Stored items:
════

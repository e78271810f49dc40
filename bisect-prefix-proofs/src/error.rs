//! Prefix proof verification errors.

use thiserror::Error;

/// Errors raised while manipulating merkle expansions or verifying prefix
/// proofs. These mirror the failure cases of the on-chain tree library.
#[derive(Debug, Clone, PartialEq, Eq, Error)]
pub enum PrefixProofError {
    /// A level at or beyond [`MAX_LEVEL`](crate::MAX_LEVEL).
    #[error("level too high")]
    LevelTooHigh,
    /// An expansion with more entries than the deepest supported tree.
    #[error("merkle expansion too large")]
    ExpansionTooLarge,
    /// Folding an expansion with no entries.
    #[error("cannot calculate root for empty expansion")]
    RootForEmptyExpansion,
    /// A bit query or size that must be nonzero was zero.
    #[error("cannot be zero")]
    CannotBeZero,
    /// Appending the empty hash as a subtree root.
    #[error("cannot append empty")]
    CannotAppendEmpty,
    /// Appending above the least significant complete subtree would leave a
    /// hole in the tree.
    #[error("cannot append above least significant")]
    CannotAppendAboveLeastSignificant,
    /// A range whose start size is not strictly below its end size.
    #[error("start size {start} not less than end size {end}")]
    StartNotLessThanEnd {
        /// The range's starting tree size.
        start: u64,
        /// The range's ending tree size.
        end: u64,
    },
    /// The supplied pre expansion does not fold to the claimed pre root.
    #[error("pre expansion root mismatch")]
    PreRootMismatch,
    /// The fully appended expansion does not fold to the claimed post root.
    #[error("post expansion root mismatch")]
    PostRootMismatch,
    /// The pre expansion's tree size disagrees with the claimed pre size.
    #[error("pre expansion tree size incorrect")]
    TreeSizeMismatch,
    /// Appending overshot the post size.
    #[error("size {size} exceeds post size {post_size}")]
    SizeExceedsPostSize {
        /// The tree size reached by appending.
        size: u64,
        /// The claimed post tree size.
        post_size: u64,
    },
    /// The proof ran out of entries before the post size was reached.
    #[error("proof index out of range")]
    IndexOutOfRange,
    /// The proof had entries left over after the post size was reached.
    #[error("incomplete proof usage: consumed {consumed} of {supplied}")]
    IncompleteProof {
        /// Proof entries consumed by verification.
        consumed: u64,
        /// Proof entries supplied.
        supplied: u64,
    },
}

════

Exercise prompt:
Once a line of the records is found to contain "entries", copy it out.

Reply:
    /// An expansion with more entries than the deepest supported tree.
    /// Folding an expansion with no entries.
    /// The proof ran out of entries before the post size was reached.
    /// The proof had entries left over after the post size was reached.
        /// Proof entries consumed by verification.
        /// Proof entries supplied.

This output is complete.